The Queensland Government has been accused of applying a band-aid to the Great Barrier Reef.

The Government has been celebrating what it calls a “record environment budget”, spending big on the Great Barrier Reef, Indigenous land and sea rangers, national parks, climate change and tackling waste.

$175 million has been allocated over five years for Great Barrier Reef water quality programs to reduce sediment and nutrient run off across the reef catchments.

Queensland Greens spokesperson Michael Berkman said the fact that the Government was not moving to curb land clearing meant the efforts to help the reef could be for nothing.

“It's nice to see increases in spending on the environment but they just don't go far enough,” Mr Berkman said.

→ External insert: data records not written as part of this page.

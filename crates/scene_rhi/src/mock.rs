//! An in-memory software implementation of [`crate::Rhi`], used by
//! `scene_core`'s test suite and by the `headless_frame` demo. It performs
//! every write/copy/readback operation against plain `Vec<u8>` storage on
//! the CPU and records draw/dispatch calls for assertions; it never touches
//! a real graphics device.

use std::cell::RefCell;
use std::collections::HashMap;
use std::rc::Rc;

use crate::access::{Access, BufferBarrier, ImageBarrier, ResourceTracker};
use crate::command::{CommandList, RenderPassDesc};
use crate::error::RhiError;
use crate::handle::{
    BindingLayoutHandle, BindingSetHandle, BufferHandle, ImageHandle, PipelineHandle, ShaderHandle,
};
use crate::resource::{
    BindingLayoutDesc, BindingSetDesc, BufferDesc, ComputePipelineDesc, GraphicsPipelineDesc,
    ImageDesc, ImageFormat, ResourceState,
};
use crate::Rhi;

/// Bytes per texel for each format, so the mock's flat `Vec<u8>` backing
/// store is actually large enough for a full mip's worth of real data
/// (the readback tests write/read whole `Rg32Uint` texels, 8 bytes each).
fn bytes_per_texel(format: ImageFormat) -> usize {
    match format {
        ImageFormat::R32Float => 4,
        ImageFormat::Rg32Uint => 8,
        ImageFormat::D32Float => 4,
        ImageFormat::Rgba16Float => 8,
    }
}

struct MockBuffer {
    bytes: Vec<u8>,
}

struct MockImage {
    bytes: Vec<u8>,
}

#[derive(Default)]
struct State {
    buffers: HashMap<u32, MockBuffer>,
    images: HashMap<u32, MockImage>,
    next_buffer: u32,
    next_image: u32,
    next_layout: u32,
    next_set: u32,
    next_pipeline: u32,
    next_shader: u32,
}

/// A software [`Rhi`] backend for tests and the headless demo.
pub struct MockRhi {
    state: Rc<RefCell<State>>,
    /// Shader names reported as still compiling; `load_shader` returns
    /// `Ok(None)` for these until removed via [`MockRhi::finish_compile`].
    pub pending_shaders: RefCell<Vec<String>>,
    /// Barriers the last submitted command list derived via
    /// `set_image_state`/`set_buffer_state`, captured in
    /// [`Rhi::submit_wait_idle`] before the list is dropped. Test-only
    /// introspection -- a real backend has no equivalent of "the last
    /// submission".
    last_image_barriers: RefCell<Vec<ImageBarrier>>,
    last_buffer_barriers: RefCell<Vec<BufferBarrier>>,
}

impl Default for MockRhi {
    fn default() -> Self {
        Self::new()
    }
}

impl MockRhi {
    pub fn new() -> Self {
        Self {
            state: Rc::new(RefCell::new(State::default())),
            pending_shaders: RefCell::new(Vec::new()),
            last_image_barriers: RefCell::new(Vec::new()),
            last_buffer_barriers: RefCell::new(Vec::new()),
        }
    }

    pub fn finish_compile(&self, path: &str) {
        self.pending_shaders.borrow_mut().retain(|pending| pending != path);
    }

    pub fn buffer_bytes(&self, handle: BufferHandle) -> Vec<u8> {
        self.state.borrow().buffers[&handle.0].bytes.clone()
    }

    pub fn image_bytes(&self, handle: ImageHandle) -> Vec<u8> {
        self.state.borrow().images[&handle.0].bytes.clone()
    }

    /// Barriers the most recently submitted command list derived for
    /// images, in emission order.
    pub fn last_image_barriers(&self) -> Vec<ImageBarrier> {
        self.last_image_barriers.borrow().clone()
    }

    /// Barriers the most recently submitted command list derived for
    /// buffers, in emission order.
    pub fn last_buffer_barriers(&self) -> Vec<BufferBarrier> {
        self.last_buffer_barriers.borrow().clone()
    }
}

impl Rhi for MockRhi {
    fn create_buffer(&self, desc: &BufferDesc) -> Result<BufferHandle, RhiError> {
        let mut state = self.state.borrow_mut();
        let id = state.next_buffer;
        state.next_buffer += 1;
        state.buffers.insert(id, MockBuffer { bytes: vec![0u8; desc.size as usize] });
        Ok(BufferHandle(id))
    }

    fn resize_buffer(&self, buffer: BufferHandle, new_size: u64) -> Result<BufferHandle, RhiError> {
        let mut state = self.state.borrow_mut();
        let id = state.next_buffer;
        state.next_buffer += 1;
        state.buffers.insert(id, MockBuffer { bytes: vec![0u8; new_size as usize] });
        state.buffers.remove(&buffer.0);
        Ok(BufferHandle(id))
    }

    fn destroy_buffer(&self, buffer: BufferHandle) {
        self.state.borrow_mut().buffers.remove(&buffer.0);
    }

    fn create_image(&self, desc: &ImageDesc) -> Result<ImageHandle, RhiError> {
        let mut state = self.state.borrow_mut();
        let id = state.next_image;
        state.next_image += 1;
        let texel_count = (desc.width * desc.height * desc.layers.max(1)) as usize;
        state.images.insert(id, MockImage { bytes: vec![0u8; texel_count * bytes_per_texel(desc.format)] });
        Ok(ImageHandle(id))
    }

    fn destroy_image(&self, image: ImageHandle) {
        self.state.borrow_mut().images.remove(&image.0);
    }

    fn create_binding_layout(
        &self,
        _desc: &BindingLayoutDesc,
    ) -> Result<BindingLayoutHandle, RhiError> {
        let mut state = self.state.borrow_mut();
        let id = state.next_layout;
        state.next_layout += 1;
        Ok(BindingLayoutHandle(id))
    }

    fn create_binding_set(&self, _desc: &BindingSetDesc) -> Result<BindingSetHandle, RhiError> {
        let mut state = self.state.borrow_mut();
        let id = state.next_set;
        state.next_set += 1;
        Ok(BindingSetHandle(id))
    }

    fn create_compute_pipeline(
        &self,
        _desc: &ComputePipelineDesc,
    ) -> Result<PipelineHandle, RhiError> {
        let mut state = self.state.borrow_mut();
        let id = state.next_pipeline;
        state.next_pipeline += 1;
        Ok(PipelineHandle(id))
    }

    fn create_graphics_pipeline(
        &self,
        _desc: &GraphicsPipelineDesc,
    ) -> Result<PipelineHandle, RhiError> {
        let mut state = self.state.borrow_mut();
        let id = state.next_pipeline;
        state.next_pipeline += 1;
        Ok(PipelineHandle(id))
    }

    fn load_shader(&self, path: &str, _macros: &[&str]) -> Result<Option<ShaderHandle>, RhiError> {
        if self.pending_shaders.borrow().iter().any(|pending| pending == path) {
            return Ok(None);
        }
        let mut state = self.state.borrow_mut();
        let id = state.next_shader;
        state.next_shader += 1;
        Ok(Some(ShaderHandle(id)))
    }

    fn has_pending_shader_compiles(&self) -> bool {
        !self.pending_shaders.borrow().is_empty()
    }

    fn command_list(&self) -> Box<dyn CommandList> {
        Box::new(MockCommandList { state: self.state.clone(), ..MockCommandList::empty() })
    }

    fn submit_wait_idle(&self, mut commands: Box<dyn CommandList>) -> Result<(), RhiError> {
        *self.last_image_barriers.borrow_mut() = commands.emitted_image_barriers();
        *self.last_buffer_barriers.borrow_mut() = commands.emitted_buffer_barriers();
        commands.close();
        Ok(())
    }
}

#[derive(Debug, Clone)]
pub struct RecordedDispatch {
    pub groups: (u32, u32, u32),
}

#[derive(Debug, Clone)]
pub struct RecordedDraw {
    pub draw_count: u32,
}

/// A command list that applies every write/copy/draw synchronously against
/// the shared storage of the [`MockRhi`] that issued it.
pub struct MockCommandList {
    state: Rc<RefCell<State>>,
    pub automatic_barriers: bool,
    pub dispatches: Vec<RecordedDispatch>,
    pub draws: Vec<RecordedDraw>,
    /// Drives `set_image_state`/`set_buffer_state`: records each access and
    /// derives the barrier needed to bridge it with the previous one, per
    /// spec.md §5's automatic-barrier-insertion ordering guarantees.
    tracker: ResourceTracker,
    emitted_image_barriers: Vec<ImageBarrier>,
    emitted_buffer_barriers: Vec<BufferBarrier>,
}

impl MockCommandList {
    fn empty() -> Self {
        Self {
            state: Rc::new(RefCell::new(State::default())),
            automatic_barriers: true,
            dispatches: Vec::new(),
            draws: Vec::new(),
            tracker: ResourceTracker::new(),
            emitted_image_barriers: Vec::new(),
            emitted_buffer_barriers: Vec::new(),
        }
    }
}

impl CommandList for MockCommandList {
    fn open(&mut self) {}
    fn close(&mut self) {}

    fn set_buffer_state(&mut self, buffer: BufferHandle, state: ResourceState) {
        self.tracker.automatic_barriers_enabled = self.automatic_barriers;
        if let Some(barrier) = self.tracker.access_buffer(buffer, Access { state }) {
            self.emitted_buffer_barriers.push(barrier);
        }
    }

    fn set_image_state(&mut self, image: ImageHandle, state: ResourceState) {
        self.tracker.automatic_barriers_enabled = self.automatic_barriers;
        if let Some(barrier) = self.tracker.access_image(image, Access { state }) {
            self.emitted_image_barriers.push(barrier);
        }
    }

    fn commit_barriers(&mut self) {}

    fn emitted_image_barriers(&self) -> Vec<ImageBarrier> {
        self.emitted_image_barriers.clone()
    }

    fn emitted_buffer_barriers(&self) -> Vec<BufferBarrier> {
        self.emitted_buffer_barriers.clone()
    }

    fn enable_automatic_barriers(&mut self, enabled: bool) {
        self.automatic_barriers = enabled;
    }

    fn set_enable_uav_barriers_for_image(&mut self, _image: ImageHandle, _enabled: bool) {}

    fn write_buffer(&mut self, buffer: BufferHandle, offset: u64, data: &[u8]) {
        let mut state = self.state.borrow_mut();
        let storage = &mut state.buffers.get_mut(&buffer.0).expect("write to unknown buffer").bytes;
        let start = offset as usize;
        storage[start..start + data.len()].copy_from_slice(data);
    }

    fn write_image(&mut self, image: ImageHandle, _mip: u32, data: &[u8]) {
        let mut state = self.state.borrow_mut();
        let storage = &mut state.images.get_mut(&image.0).expect("write to unknown image").bytes;
        storage[..data.len()].copy_from_slice(data);
    }

    fn copy_image(&mut self, src: ImageHandle, dst: ImageHandle) {
        let mut state = self.state.borrow_mut();
        let data = state.images[&src.0].bytes.clone();
        state.images.get_mut(&dst.0).expect("copy to unknown image").bytes = data;
    }

    fn copy_buffer(&mut self, src: BufferHandle, dst: BufferHandle, size: u64) {
        let mut state = self.state.borrow_mut();
        let data = state.buffers[&src.0].bytes[..size as usize].to_vec();
        state.buffers.get_mut(&dst.0).expect("copy to unknown buffer").bytes[..size as usize]
            .copy_from_slice(&data);
    }

    fn read_buffer(&self, buffer: BufferHandle, offset: u64, len: u64) -> Vec<u8> {
        let state = self.state.borrow();
        let storage = &state.buffers[&buffer.0].bytes;
        let start = offset as usize;
        storage[start..start + len as usize].to_vec()
    }

    fn read_image(&self, image: ImageHandle) -> Vec<u8> {
        self.state.borrow().images[&image.0].bytes.clone()
    }

    fn set_compute_state(&mut self, _pipeline: PipelineHandle, _binding_sets: &[BindingSetHandle]) {}

    fn set_graphics_state(
        &mut self,
        _pipeline: PipelineHandle,
        _binding_sets: &[BindingSetHandle],
        _pass: &RenderPassDesc,
    ) {
    }

    fn end_render_pass(&mut self) {}

    fn set_push_constants(&mut self, _data: &[u8]) {}

    fn dispatch(&mut self, groups_x: u32, groups_y: u32, groups_z: u32) {
        self.dispatches.push(RecordedDispatch { groups: (groups_x, groups_y, groups_z) });
    }

    fn draw(&mut self, vertex_count: u32, instance_count: u32) {
        self.draws.push(RecordedDraw { draw_count: vertex_count * instance_count });
    }

    fn draw_indexed_indirect(&mut self, _args: BufferHandle, _offset: u64, draw_count: u32, _stride: u32) {
        self.draws.push(RecordedDraw { draw_count });
    }

    fn draw_indexed_indirect_count(
        &mut self,
        _args: BufferHandle,
        _offset: u64,
        _count_buffer: BufferHandle,
        _count_offset: u64,
        max_draw_count: u32,
        _stride: u32,
    ) {
        self.draws.push(RecordedDraw { draw_count: max_draw_count });
    }
}

#[cfg(test)]
mod test {
    use super::*;
    use crate::resource::{BufferUsage, ResourceState as State};

    #[test]
    fn write_then_read_round_trips() {
        let rhi = MockRhi::new();
        let buffer = rhi
            .create_buffer(&BufferDesc {
                size: 16,
                stride: 4,
                usage: BufferUsage::STORAGE,
                initial_state: State::Undefined,
                keep_initial_state: false,
                debug_name: "test",
            })
            .unwrap();

        let mut commands = rhi.command_list();
        commands.write_buffer(buffer, 0, &[1, 2, 3, 4]);
        assert_eq!(commands.read_buffer(buffer, 0, 4), vec![1, 2, 3, 4]);
        assert_eq!(&rhi.buffer_bytes(buffer)[0..4], &[1, 2, 3, 4]);
    }

    #[test]
    fn conflicting_image_states_emit_a_barrier_surfaced_through_submit() {
        let rhi = MockRhi::new();
        let image = rhi
            .create_image(&ImageDesc {
                width: 4,
                height: 4,
                layers: 1,
                mip_levels: 1,
                format: ImageFormat::D32Float,
                usage: crate::resource::ImageUsage::DEPTH_ATTACHMENT,
                initial_state: State::Undefined,
                keep_initial_state: false,
                debug_name: "depth",
            })
            .unwrap();

        let mut commands = rhi.command_list();
        commands.set_image_state(image, State::DepthWrite);
        commands.set_image_state(image, State::ShaderResource);
        commands.commit_barriers();
        rhi.submit_wait_idle(commands).unwrap();

        let barriers = rhi.last_image_barriers();
        assert_eq!(barriers.len(), 1);
        assert_eq!(barriers[0].image, image);
        assert_eq!(barriers[0].before, State::DepthWrite);
        assert_eq!(barriers[0].after, State::ShaderResource);
    }
}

“We can do all we like to improve water quality but if we don't address climate change then the Reef has very little chance of surviving into the next century.”

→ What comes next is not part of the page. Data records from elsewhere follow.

//! Fixed 3D grid of view-space AABB clusters used for clustered light
//! culling: screen-space tile subdivision in X/Y, logarithmic depth
//! slicing in Z.

use scene_math::prelude::*;

#[derive(Debug, Clone, Copy)]
pub struct ClusterGridDims {
    pub x: u32,
    pub y: u32,
    pub z: u32,
}

impl Default for ClusterGridDims {
    fn default() -> Self {
        Self { x: 16, y: 9, z: 24 }
    }
}

impl ClusterGridDims {
    pub fn cluster_count(&self) -> u32 {
        self.x * self.y * self.z
    }

    pub fn as_uvec4(&self) -> UVec4 {
        UVec4::new(self.x, self.y, self.z, self.cluster_count())
    }
}

/// One cluster's view-space bounding box, matching the on-GPU layout the
/// light-cull compute shader reads (`vec4` min/max so the struct stays
/// 16-byte aligned without manual padding).
#[derive(Debug, Clone, Copy, bytemuck::Pod, bytemuck::Zeroable)]
#[repr(C)]
pub struct ClusterAabb {
    pub min: Vec4,
    pub max: Vec4,
}

/// Logarithmic Z-slice factors: cluster `z` bounds follow
/// `near * (far/near)^(z/numSlices)` rather than a linear split, so
/// near-camera clusters (where depth precision matters most) stay thin.
fn slice_depth(near: f32, far: f32, num_slices: u32, slice: u32) -> f32 {
    near * (far / near).powf(slice as f32 / num_slices as f32)
}

/// Build one view-space AABB per cluster cell from the inverse projection
/// and screen-space tile bounds. A pure CPU function standing in for the
/// compute-shader dispatch: one thread group per cell there, one loop
/// iteration per cell here.
pub fn build_cluster_aabbs(
    dims: ClusterGridDims,
    inverse_proj: Mat4,
    near: f32,
    far: f32,
) -> Vec<ClusterAabb> {
    let mut clusters = Vec::with_capacity(dims.cluster_count() as usize);

    let unproject = |ndc_x: f32, ndc_y: f32, view_z: f32| -> Vec3 {
        let clip = Vec4::new(ndc_x, ndc_y, 1.0, 1.0);
        let view = inverse_proj * clip;
        let view = view.truncate() / view.w;
        view * (view_z / view.z)
    };

    for z in 0..dims.z {
        let slice_near = slice_depth(near, far, dims.z, z);
        let slice_far = slice_depth(near, far, dims.z, z + 1);

        for y in 0..dims.y {
            let ndc_y_min = (y as f32 / dims.y as f32) * 2.0 - 1.0;
            let ndc_y_max = ((y + 1) as f32 / dims.y as f32) * 2.0 - 1.0;

            for x in 0..dims.x {
                let ndc_x_min = (x as f32 / dims.x as f32) * 2.0 - 1.0;
                let ndc_x_max = ((x + 1) as f32 / dims.x as f32) * 2.0 - 1.0;

                let corners = [
                    unproject(ndc_x_min, ndc_y_min, -slice_near),
                    unproject(ndc_x_max, ndc_y_max, -slice_near),
                    unproject(ndc_x_min, ndc_y_min, -slice_far),
                    unproject(ndc_x_max, ndc_y_max, -slice_far),
                ];

                let min = corners.iter().copied().reduce(Vec3::min).unwrap();
                let max = corners.iter().copied().reduce(Vec3::max).unwrap();
                clusters.push(ClusterAabb { min: min.extend(1.0), max: max.extend(1.0) });
            }
        }
    }

    clusters
}

/// `true` if a light's view-space bounding sphere intersects a cluster's
/// AABB. A CPU stand-in for the compute shader's per-cluster intersection
/// test.
pub fn sphere_intersects_cluster(cluster: &ClusterAabb, center_view: Vec3, radius: f32) -> bool {
    let min = cluster.min.truncate();
    let max = cluster.max.truncate();
    let closest = center_view.clamp(min, max);
    closest.distance_squared(center_view) <= radius * radius
}

#[cfg(test)]
mod test {
    use super::*;

    #[test]
    fn default_grid_matches_spec_dimensions() {
        let dims = ClusterGridDims::default();
        assert_eq!((dims.x, dims.y, dims.z), (16, 9, 24));
        assert_eq!(dims.cluster_count(), 16 * 9 * 24);
    }

    #[test]
    fn builds_one_aabb_per_cluster() {
        let dims = ClusterGridDims { x: 2, y: 2, z: 2 };
        let proj = Mat4::perspective_rh(1.0, 16.0 / 9.0, 0.1, 100.0);
        let aabbs = build_cluster_aabbs(dims, proj.inverse(), 0.1, 100.0);
        assert_eq!(aabbs.len(), dims.cluster_count() as usize);
    }

    #[test]
    fn near_slice_is_thinner_than_far_slice() {
        let near_depth = slice_depth(0.1, 100.0, 24, 1) - slice_depth(0.1, 100.0, 24, 0);
        let far_depth = slice_depth(0.1, 100.0, 24, 24) - slice_depth(0.1, 100.0, 24, 23);
        assert!(near_depth < far_depth, "logarithmic z-slicing keeps near clusters thin");
    }

    #[test]
    fn sphere_at_cluster_center_intersects() {
        let cluster = ClusterAabb { min: Vec4::new(-1.0, -1.0, -1.0, 1.0), max: Vec4::new(1.0, 1.0, 1.0, 1.0) };
        assert!(sphere_intersects_cluster(&cluster, Vec3::ZERO, 0.1));
        assert!(!sphere_intersects_cluster(&cluster, Vec3::splat(10.0), 0.1));
    }
}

The budget includes $15 million over three years for managing the risks of climate change.

“Allocating an additional $15 million to climate change is like giving somebody with internal bleeding a band-aid and saying they'll be all right,” Mr Berkman said.

The Queensland Government's own Water Science Taskforce last year found fixing the reef’s water quality issues would cost about $8.2 billion.

The budget also includes $2.5 million for a container deposit scheme, as well as a ban on plastic bags, pending the passage of legislation.

$40 million has been allocated for a revitalisation of national parklands, as well as $20 million for improving environmental regulatory services.

The Indigenous Land and Sea Rangers Program will receive a funding boost to hire an extra 25 full-time workers.